(Records contained in a dataset)
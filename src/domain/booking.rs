use chrono::{DateTime, NaiveDate, NaiveTime, Timelike, Utc};
use serde::{Deserialize, Serialize};
use sha2::{Digest, Sha256};
use uuid::Uuid;
use validator::Validate;

use crate::error::{AppError, Result};

/// Largest amount accepted for a booking or a top-up.
pub const MAX_AMOUNT_CENTS: i64 = 100_000_000;

/// Recorded on a cancelled booking that was paid after its slot was rebooked.
pub const REFUND_DUE: &str = "Paid after the slot was rebooked; refund required";

#[derive(Debug, Clone, Serialize, Deserialize)]
pub struct Booking {
    pub id: String,
    pub club_id: Uuid,
    pub court_id: Uuid,
    pub date: NaiveDate,
    pub start_time: NaiveTime,
    pub end_time: NaiveTime,
    pub user_id: Uuid,
    pub display_name: String,
    pub notes: Option<String>,
    pub cost_cents: i64,
    pub status: BookingStatus,
    pub paid: bool,
    pub payment_in_progress: bool,
    pub payment_method: Option<String>,
    pub payment_reference: Option<String>,
    pub last_payment_error: Option<String>,
    pub created_at: DateTime<Utc>,
    pub payment_attempted_at: Option<DateTime<Utc>>,
    pub payment_completed_at: Option<DateTime<Utc>>,
    pub updated_at: DateTime<Utc>,
}

impl Booking {
    pub fn slot(&self) -> TimeSlot {
        TimeSlot {
            start: self.start_time,
            end: self.end_time,
        }
    }

    pub fn payment_state(&self) -> PaymentState {
        if self.paid {
            PaymentState::Paid
        } else if self.payment_in_progress {
            PaymentState::InProgress
        } else if self.last_payment_error.is_some() {
            PaymentState::Failed
        } else {
            PaymentState::Unpaid
        }
    }

    /// Admission gate for a charge attempt: only one attempt at a time, and
    /// never on a paid booking.
    pub fn begin_payment(&mut self, now: DateTime<Utc>) -> Result<()> {
        if self.paid {
            return Err(AppError::AlreadyPaid);
        }
        if self.payment_in_progress {
            return Err(AppError::PaymentInProgress);
        }
        if self.status == BookingStatus::Cancelled {
            return Err(AppError::Validation("Booking has been cancelled".to_string()));
        }
        self.payment_in_progress = true;
        self.last_payment_error = None;
        self.payment_attempted_at = Some(now);
        self.updated_at = now;
        Ok(())
    }

    pub fn complete_payment(
        &mut self,
        method: &str,
        reference: Option<&str>,
        now: DateTime<Utc>,
    ) -> Result<()> {
        if self.paid {
            return Err(AppError::AlreadyPaid);
        }
        if self.status == BookingStatus::Cancelled {
            return Err(AppError::Validation("Booking has been cancelled".to_string()));
        }
        self.record_payment(method, reference, now);
        self.last_payment_error = None;
        Ok(())
    }

    /// Put a cancelled booking back on the court. The caller must have
    /// checked that the slot is still free.
    pub fn reinstate(&mut self, now: DateTime<Utc>) {
        self.status = BookingStatus::Confirmed;
        self.updated_at = now;
    }

    /// Money arrived for a cancelled booking whose slot has been taken since.
    /// The booking stays cancelled and is flagged for a refund.
    pub fn record_refund_due(&mut self, method: &str, reference: Option<&str>, now: DateTime<Utc>) -> Result<()> {
        if self.paid {
            return Err(AppError::AlreadyPaid);
        }
        self.record_payment(method, reference, now);
        self.last_payment_error = Some(REFUND_DUE.to_string());
        Ok(())
    }

    fn record_payment(&mut self, method: &str, reference: Option<&str>, now: DateTime<Utc>) {
        self.paid = true;
        self.payment_in_progress = false;
        self.payment_method = Some(method.to_string());
        self.payment_reference = reference.map(str::to_string);
        self.payment_completed_at = Some(now);
        self.updated_at = now;
    }

    /// Record a failed attempt; the booking can be retried with
    /// [`Booking::begin_payment`].
    pub fn fail_payment(&mut self, reason: &str, now: DateTime<Utc>) -> Result<()> {
        if self.paid {
            return Err(AppError::AlreadyPaid);
        }
        self.payment_in_progress = false;
        self.last_payment_error = Some(reason.to_string());
        self.updated_at = now;
        Ok(())
    }

    /// The platform gave up on the payment: release the slot.
    pub fn cancel_for_failed_payment(&mut self, reason: &str, now: DateTime<Utc>) -> Result<()> {
        self.fail_payment(reason, now)?;
        self.status = BookingStatus::Cancelled;
        Ok(())
    }
}

#[derive(Debug, Clone, Copy, Serialize, Deserialize, PartialEq, Eq)]
pub enum BookingStatus {
    Confirmed,
    Cancelled,
}

impl BookingStatus {
    pub fn as_str(&self) -> &'static str {
        match self {
            BookingStatus::Confirmed => "Confirmed",
            BookingStatus::Cancelled => "Cancelled",
        }
    }

    pub fn from_str(s: &str) -> Option<Self> {
        match s {
            "Confirmed" => Some(BookingStatus::Confirmed),
            "Cancelled" => Some(BookingStatus::Cancelled),
            _ => None,
        }
    }
}

/// Payment lifecycle of a booking, derived from its flags.
#[derive(Debug, Clone, Copy, Serialize, Deserialize, PartialEq, Eq)]
pub enum PaymentState {
    Unpaid,
    InProgress,
    Paid,
    Failed,
}

/// Half-open `[start, end)` wall-clock interval on a single day.
#[derive(Debug, Clone, Copy, PartialEq, Eq)]
pub struct TimeSlot {
    pub start: NaiveTime,
    pub end: NaiveTime,
}

impl TimeSlot {
    pub fn new(start: NaiveTime, end: NaiveTime) -> Option<Self> {
        (end > start).then_some(Self { start, end })
    }

    pub fn start_minute(&self) -> i64 {
        minutes_since_midnight(self.start)
    }

    pub fn end_minute(&self) -> i64 {
        minutes_since_midnight(self.end)
    }

    /// Adjacent slots (one ends exactly when the other starts) do not overlap.
    pub fn overlaps(&self, other: &TimeSlot) -> bool {
        let disjoint = self.end_minute() <= other.start_minute()
            || self.start_minute() >= other.end_minute();
        !disjoint
    }
}

pub fn minutes_since_midnight(time: NaiveTime) -> i64 {
    i64::from(time.num_seconds_from_midnight() / 60)
}

pub fn time_from_minutes(minutes: i64) -> Option<NaiveTime> {
    let minutes = u32::try_from(minutes).ok()?;
    NaiveTime::from_hms_opt(minutes / 60, minutes % 60, 0)
}

/// Parse `H:MM` / `HH:MM` wall-clock times.
pub fn parse_time_of_day(value: &str) -> Option<NaiveTime> {
    let (hours, minutes) = value.trim().split_once(':')?;
    if hours.is_empty() || hours.len() > 2 || minutes.len() != 2 {
        return None;
    }
    let hours: u32 = hours.parse().ok()?;
    let minutes: u32 = minutes.parse().ok()?;
    NaiveTime::from_hms_opt(hours, minutes, 0)
}

/// Derive a booking id from who booked what, plus the submission instant so
/// two requests for the same slot never collide on the key.
pub fn generate_booking_id(
    user_id: Uuid,
    court_id: Uuid,
    date: NaiveDate,
    start: NaiveTime,
    submitted_at: DateTime<Utc>,
) -> String {
    let mut hasher = Sha256::new();
    hasher.update(user_id.as_bytes());
    hasher.update(b"|");
    hasher.update(court_id.as_bytes());
    hasher.update(b"|");
    hasher.update(date.to_string().as_bytes());
    hasher.update(b"|");
    hasher.update(start.format("%H:%M").to_string().as_bytes());
    hasher.update(b"|");
    hasher.update(submitted_at.timestamp_nanos_opt().unwrap_or_default().to_le_bytes());
    let digest = hex::encode(hasher.finalize());
    digest[..32].to_string()
}

#[derive(Debug, Clone, Serialize, Deserialize, Validate)]
pub struct CreateBookingRequest {
    #[serde(default)]
    #[validate(length(min = 1, message = "club_id is required"))]
    pub club_id: String,
    #[serde(default)]
    #[validate(length(min = 1, message = "court_id is required"))]
    pub court_id: String,
    #[serde(default)]
    #[validate(length(min = 1, message = "date is required"))]
    pub date: String,
    #[serde(default)]
    #[validate(length(min = 1, message = "start_time is required"))]
    pub start_time: String,
    #[serde(default)]
    #[validate(length(min = 1, message = "end_time is required"))]
    pub end_time: String,
    #[serde(default)]
    pub display_name: Option<String>,
    #[serde(default)]
    pub notes: Option<String>,
    #[serde(default)]
    #[validate(range(min = 0, max = 100_000_000, message = "cost_cents must be between 0 and 100000000"))]
    pub cost_cents: i64,
}

/// A validated booking ready to be written by the repository.
#[derive(Debug, Clone)]
pub struct NewBooking {
    pub id: String,
    pub club_id: Uuid,
    pub court_id: Uuid,
    pub date: NaiveDate,
    pub slot: TimeSlot,
    pub user_id: Uuid,
    pub display_name: String,
    pub notes: Option<String>,
    pub cost_cents: i64,
}
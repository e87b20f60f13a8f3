pub mod handlers;
pub mod middleware;
pub mod state;

use axum::{
    Router,
    routing::{get, post, put},
};
use tower_http::{
    compression::CompressionLayer,
    cors::CorsLayer,
    trace::TraceLayer,
};
use std::sync::Arc;

use crate::{
    config::Settings,
    service::ServiceContext,
};
use state::AppState;

pub fn create_app(service_context: Arc<ServiceContext>, settings: Arc<Settings>) -> Router {
    let app_state = AppState::new(service_context, settings);

    Router::new()
        // Root and health endpoints
        .route("/", get(handlers::root::root))
        .route("/health", get(handlers::root::health_check))

        // Auth routes
        .route("/auth/register", post(handlers::auth::register))
        .route("/auth/login", post(handlers::auth::login))

        // Signed by the platform, not by a user
        .route("/api/payments/webhook", post(handlers::payments::stripe_webhook))

        .nest("/api", api_routes(app_state.clone()))

        .with_state(app_state)

        // Middleware
        .layer(CompressionLayer::new())
        .layer(CorsLayer::permissive())
        .layer(TraceLayer::new_for_http())
}

fn api_routes(state: AppState) -> Router<AppState> {
    Router::new()
        .nest("/clubs", club_routes())
        .nest("/bookings", booking_routes())
        .route("/memberships", get(handlers::memberships::list))
        .route("/memberships/:id/cancel", post(handlers::memberships::cancel))
        .route("/me/payment-method", put(handlers::memberships::save_payment_method))
        .route_layer(axum::middleware::from_fn_with_state(
            state,
            middleware::auth::require_auth,
        ))
}

fn club_routes() -> Router<AppState> {
    Router::new()
        .route("/", post(handlers::clubs::create))
        .route("/:club_id", get(handlers::clubs::get))
        .route(
            "/:club_id/courts",
            get(handlers::clubs::list_courts).post(handlers::clubs::add_court),
        )
        .route(
            "/:club_id/courts/:court_id/bookings",
            get(handlers::bookings::list_for_day),
        )
        .route(
            "/:club_id/plans",
            get(handlers::clubs::list_plans).post(handlers::clubs::create_plan),
        )
        .route("/:club_id/connect/onboard", post(handlers::clubs::onboard))
        .route("/:club_id/connect/refresh", post(handlers::clubs::refresh_account))
        .route("/:club_id/balance", get(handlers::clubs::balance))
        .route("/:club_id/balance/top-up", post(handlers::clubs::top_up))
        .route("/:club_id/checkout", post(handlers::clubs::checkout))
}

fn booking_routes() -> Router<AppState> {
    Router::new()
        .route("/", post(handlers::bookings::create))
        .route("/:id", get(handlers::bookings::get))
        .route("/:id/payment/start", post(handlers::bookings::start_payment))
        .route("/:id/payment/complete", post(handlers::bookings::complete_payment))
        .route("/:id/payment/fail", post(handlers::bookings::fail_payment))
}

#[cfg(test)]
mod tests {
    use super::*;
    use crate::domain::{EventPayload, PaymentPurpose, PlatformEvent};
    use crate::payments::fake::FakePaymentGateway;
    use crate::service::testing::{fixture, Fixture};
    use axum::{
        body::Body,
        http::{header, Method, Request, StatusCode},
        response::Response,
    };
    use serde_json::{json, Value};
    use tower::ServiceExt;

    struct TestApp {
        app: Router,
        f: Fixture,
    }

    async fn test_app() -> TestApp {
        let f = fixture().await;
        let ctx = ServiceContext::new(
            f.pool.clone(),
            &Settings::default(),
            Some(f.gateway.clone() as Arc<dyn crate::payments::PaymentGateway>),
        );
        let app = create_app(Arc::new(ctx), Arc::new(Settings::default()));
        TestApp { app, f }
    }

    impl TestApp {
        fn token_for(&self, user: &crate::domain::User) -> String {
            self.f.ctx.auth_service.issue_token(user.id).unwrap()
        }

        async fn send(&self, method: Method, uri: &str, token: Option<&str>, body: Option<Value>) -> Response {
            let mut builder = Request::builder().method(method).uri(uri);
            if let Some(token) = token {
                builder = builder.header(header::AUTHORIZATION, format!("Bearer {}", token));
            }
            let request = match body {
                Some(body) => builder
                    .header(header::CONTENT_TYPE, "application/json")
                    .body(Body::from(body.to_string()))
                    .unwrap(),
                None => builder.body(Body::empty()).unwrap(),
            };
            self.app.clone().oneshot(request).await.unwrap()
        }
    }

    async fn json_body(response: Response) -> Value {
        let bytes = axum::body::to_bytes(response.into_body(), usize::MAX).await.unwrap();
        serde_json::from_slice(&bytes).unwrap()
    }

    fn booking_body(app: &TestApp, start: &str, end: &str) -> Value {
        json!({
            "club_id": app.f.club.id,
            "court_id": app.f.court.id,
            "date": "2024-06-01",
            "start_time": start,
            "end_time": end,
            "cost_cents": 2500
        })
    }

    #[tokio::test]
    async fn test_health_is_public() {
        let app = test_app().await;
        let response = app.send(Method::GET, "/health", None, None).await;
        assert_eq!(response.status(), StatusCode::OK);
    }

    #[tokio::test]
    async fn test_api_requires_bearer_token() {
        let app = test_app().await;
        let response = app
            .send(Method::POST, "/api/bookings", None, Some(booking_body(&app, "10:00", "11:00")))
            .await;
        assert_eq!(response.status(), StatusCode::UNAUTHORIZED);

        let response = app
            .send(Method::GET, "/api/memberships", Some("not-a-token"), None)
            .await;
        assert_eq!(response.status(), StatusCode::UNAUTHORIZED);
    }

    #[tokio::test]
    async fn test_register_and_login() {
        let app = test_app().await;
        let response = app
            .send(
                Method::POST,
                "/auth/register",
                None,
                Some(json!({
                    "email": "serena@example.com",
                    "display_name": "Serena",
                    "password": "second-serve"
                })),
            )
            .await;
        assert_eq!(response.status(), StatusCode::CREATED);

        let response = app
            .send(
                Method::POST,
                "/auth/login",
                None,
                Some(json!({ "email": "serena@example.com", "password": "second-serve" })),
            )
            .await;
        assert_eq!(response.status(), StatusCode::OK);
        let body = json_body(response).await;
        let token = body["token"].as_str().unwrap().to_string();

        let response = app.send(Method::GET, "/api/memberships", Some(&token), None).await;
        assert_eq!(response.status(), StatusCode::OK);
    }

    #[tokio::test]
    async fn test_booking_conflict_is_409() {
        let app = test_app().await;
        let token = app.token_for(&app.f.member);

        let first = app
            .send(Method::POST, "/api/bookings", Some(&token), Some(booking_body(&app, "10:00", "11:00")))
            .await;
        assert_eq!(first.status(), StatusCode::CREATED);

        let adjacent = app
            .send(Method::POST, "/api/bookings", Some(&token), Some(booking_body(&app, "11:00", "12:00")))
            .await;
        assert_eq!(adjacent.status(), StatusCode::CREATED);

        let overlapping = app
            .send(Method::POST, "/api/bookings", Some(&token), Some(booking_body(&app, "10:30", "11:30")))
            .await;
        assert_eq!(overlapping.status(), StatusCode::CONFLICT);
    }

    #[tokio::test]
    async fn test_missing_field_is_400() {
        let app = test_app().await;
        let token = app.token_for(&app.f.member);
        let response = app
            .send(
                Method::POST,
                "/api/bookings",
                Some(&token),
                Some(json!({ "club_id": app.f.club.id, "date": "2024-06-01" })),
            )
            .await;
        assert_eq!(response.status(), StatusCode::BAD_REQUEST);
    }

    #[tokio::test]
    async fn test_manual_payment_flow_over_http() {
        let app = test_app().await;
        let token = app.token_for(&app.f.member);
        let created = app
            .send(Method::POST, "/api/bookings", Some(&token), Some(booking_body(&app, "10:00", "11:00")))
            .await;
        let booking = json_body(created).await;
        let id = booking["id"].as_str().unwrap().to_string();

        let start = app
            .send(Method::POST, &format!("/api/bookings/{}/payment/start", id), Some(&token), None)
            .await;
        assert_eq!(start.status(), StatusCode::OK);

        let complete = app
            .send(
                Method::POST,
                &format!("/api/bookings/{}/payment/complete", id),
                Some(&token),
                Some(json!({ "method": "cash" })),
            )
            .await;
        assert_eq!(complete.status(), StatusCode::OK);
        let paid = json_body(complete).await;
        assert_eq!(paid["paid"], json!(true));

        let again = app
            .send(
                Method::POST,
                &format!("/api/bookings/{}/payment/complete", id),
                Some(&token),
                Some(json!({ "method": "cash" })),
            )
            .await;
        assert_eq!(again.status(), StatusCode::CONFLICT);
    }

    #[tokio::test]
    async fn test_court_day_listing() {
        let app = test_app().await;
        let token = app.token_for(&app.f.member);
        app.send(Method::POST, "/api/bookings", Some(&token), Some(booking_body(&app, "9:00", "10:00")))
            .await;

        let uri = format!(
            "/api/clubs/{}/courts/{}/bookings?date=2024-06-01",
            app.f.club.id, app.f.court.id
        );
        let response = app.send(Method::GET, &uri, Some(&token), None).await;
        assert_eq!(response.status(), StatusCode::OK);
        let day = json_body(response).await;
        assert_eq!(day.as_array().unwrap().len(), 1);
    }

    #[tokio::test]
    async fn test_non_admin_cannot_add_court() {
        let app = test_app().await;
        let token = app.token_for(&app.f.member);
        let response = app
            .send(
                Method::POST,
                &format!("/api/clubs/{}/courts", app.f.club.id),
                Some(&token),
                Some(json!({ "name": "Court 2" })),
            )
            .await;
        assert_eq!(response.status(), StatusCode::FORBIDDEN);
    }

    fn webhook_request(payload: String, signature: Option<&str>) -> Request<Body> {
        let mut builder = Request::builder()
            .method(Method::POST)
            .uri("/api/payments/webhook")
            .header(header::CONTENT_TYPE, "application/json");
        if let Some(signature) = signature {
            builder = builder.header("Stripe-Signature", signature);
        }
        builder.body(Body::from(payload)).unwrap()
    }

    #[tokio::test]
    async fn test_webhook_signature_and_acknowledgement() {
        let app = test_app().await;
        let event = PlatformEvent {
            id: "evt_http_1".to_string(),
            event_type: "invoice.created".to_string(),
            payload: EventPayload::Unhandled,
        };
        let (payload, signature) = FakePaymentGateway::sign(&event);

        let missing = app.app.clone().oneshot(webhook_request(payload.clone(), None)).await.unwrap();
        assert_eq!(missing.status(), StatusCode::BAD_REQUEST);

        let forged = app
            .app
            .clone()
            .oneshot(webhook_request(payload.clone(), Some("t=1,v1=forged")))
            .await
            .unwrap();
        assert_eq!(forged.status(), StatusCode::BAD_REQUEST);

        for _ in 0..2 {
            let response = app
                .app
                .clone()
                .oneshot(webhook_request(payload.clone(), Some(&signature)))
                .await
                .unwrap();
            assert_eq!(response.status(), StatusCode::OK);
            assert_eq!(json_body(response).await, json!({ "received": true }));
        }
    }

    #[tokio::test]
    async fn test_webhook_marks_booking_paid() {
        let app = test_app().await;
        let token = app.token_for(&app.f.member);
        let created = app
            .send(Method::POST, "/api/bookings", Some(&token), Some(booking_body(&app, "10:00", "11:00")))
            .await;
        let id = json_body(created).await["id"].as_str().unwrap().to_string();

        let event = PlatformEvent {
            id: "evt_http_paid".to_string(),
            event_type: "checkout.session.completed".to_string(),
            payload: EventPayload::CheckoutCompleted {
                session_id: "cs_test_http".to_string(),
                payment_intent_id: Some("pi_http".to_string()),
                subscription_id: None,
                customer_id: None,
                metadata: PaymentPurpose::Booking {
                    club_id: app.f.club.id,
                    booking_id: id.clone(),
                    user_id: app.f.member.id,
                }
                .to_metadata(),
            },
        };
        let (payload, signature) = FakePaymentGateway::sign(&event);
        let response = app
            .app
            .clone()
            .oneshot(webhook_request(payload, Some(&signature)))
            .await
            .unwrap();
        assert_eq!(response.status(), StatusCode::OK);

        let fetched = app
            .send(Method::GET, &format!("/api/bookings/{}", id), Some(&token), None)
            .await;
        let booking = json_body(fetched).await;
        assert_eq!(booking["paid"], json!(true));
    }
}
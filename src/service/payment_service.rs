use chrono::{Duration, Utc};
use serde::Serialize;
use std::sync::Arc;
use uuid::Uuid;
use validator::Validate;

use crate::{
    config::Settings,
    domain::*,
    error::{AppError, Result},
    payments::{
        CheckoutMode, CheckoutRequest, CheckoutSessionCreated, GatewayError, OffSessionCharge,
        PaymentGateway,
    },
    repository::{
        BalanceRepository, BookingRepository, ClubRepository, MembershipRepository, UserRepository,
    },
    service::validation_message,
};

const LEDGER_PAGE_SIZE: i64 = 50;

#[derive(Debug, Clone)]
pub struct PaymentOptions {
    pub platform_fee_bps: u32,
    pub currency: String,
    pub payment_hold_minutes: i64,
    pub base_url: String,
}

impl PaymentOptions {
    pub fn from_settings(settings: &Settings) -> Self {
        Self {
            platform_fee_bps: settings.stripe.platform_fee_bps,
            currency: settings.stripe.currency.clone(),
            payment_hold_minutes: settings.payments.payment_hold_minutes,
            base_url: settings.server.base_url.trim_end_matches('/').to_string(),
        }
    }
}

#[derive(Debug, Clone, Serialize)]
pub struct OnboardingLink {
    pub account_id: String,
    pub url: String,
}

#[derive(Debug, Clone, Serialize)]
pub struct BalanceSummary {
    pub club_id: Uuid,
    pub balance_cents: i64,
    pub transactions: Vec<BalanceTransaction>,
}

pub struct PaymentService {
    booking_repo: Arc<dyn BookingRepository>,
    club_repo: Arc<dyn ClubRepository>,
    user_repo: Arc<dyn UserRepository>,
    membership_repo: Arc<dyn MembershipRepository>,
    balance_repo: Arc<dyn BalanceRepository>,
    gateway: Option<Arc<dyn PaymentGateway>>,
    options: PaymentOptions,
}
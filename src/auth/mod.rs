use argon2::password_hash::{rand_core::OsRng, SaltString};
use argon2::{Argon2, PasswordHash, PasswordHasher, PasswordVerifier};
use chrono::{Duration, Utc};
use jsonwebtoken::{decode, encode, Algorithm, DecodingKey, EncodingKey, Header, Validation};
use serde::{Deserialize, Serialize};
use uuid::Uuid;

use crate::error::{AppError, Result};

#[derive(Debug, Serialize, Deserialize)]
pub struct Claims {
    pub sub: String,
    pub exp: i64,
    pub iat: i64,
}

/// Password hashing and bearer token issuance.
pub struct AuthService {
    encoding_key: EncodingKey,
    decoding_key: DecodingKey,
    token_duration_hours: i64,
}

impl AuthService {
    pub fn new(secret: &str, token_duration_hours: i64) -> Self {
        Self {
            encoding_key: EncodingKey::from_secret(secret.as_bytes()),
            decoding_key: DecodingKey::from_secret(secret.as_bytes()),
            token_duration_hours,
        }
    }

    pub fn hash_password(password: &str) -> Result<String> {
        let salt = SaltString::generate(&mut OsRng);
        let argon2 = Argon2::default();

        let password_hash = argon2
            .hash_password(password.as_bytes(), &salt)
            .map_err(|e| AppError::Internal(format!("Password hashing failed: {}", e)))?;

        Ok(password_hash.to_string())
    }

    pub fn verify_password(password: &str, hash: &str) -> Result<bool> {
        let parsed_hash = PasswordHash::new(hash)
            .map_err(|e| AppError::Internal(format!("Invalid password hash: {}", e)))?;

        Ok(Argon2::default()
            .verify_password(password.as_bytes(), &parsed_hash)
            .is_ok())
    }

    pub fn issue_token(&self, user_id: Uuid) -> Result<String> {
        let now = Utc::now();
        let claims = Claims {
            sub: user_id.to_string(),
            iat: now.timestamp(),
            exp: (now + Duration::hours(self.token_duration_hours)).timestamp(),
        };

        encode(&Header::new(Algorithm::HS256), &claims, &self.encoding_key)
            .map_err(|e| AppError::Internal(format!("Token signing failed: {}", e)))
    }

    /// Returns the user id carried by a valid, unexpired token.
    pub fn verify_token(&self, token: &str) -> Result<Uuid> {
        let data = decode::<Claims>(token, &self.decoding_key, &Validation::new(Algorithm::HS256))
            .map_err(|e| {
                tracing::debug!("Rejected bearer token: {}", e);
                AppError::Unauthorized
            })?;

        Uuid::parse_str(&data.claims.sub).map_err(|_| AppError::Unauthorized)
    }
}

__EXERCISE__
From the data above, state how many lines contain the string "CompressionLayer", offering no other words.

__SOLUTION__
2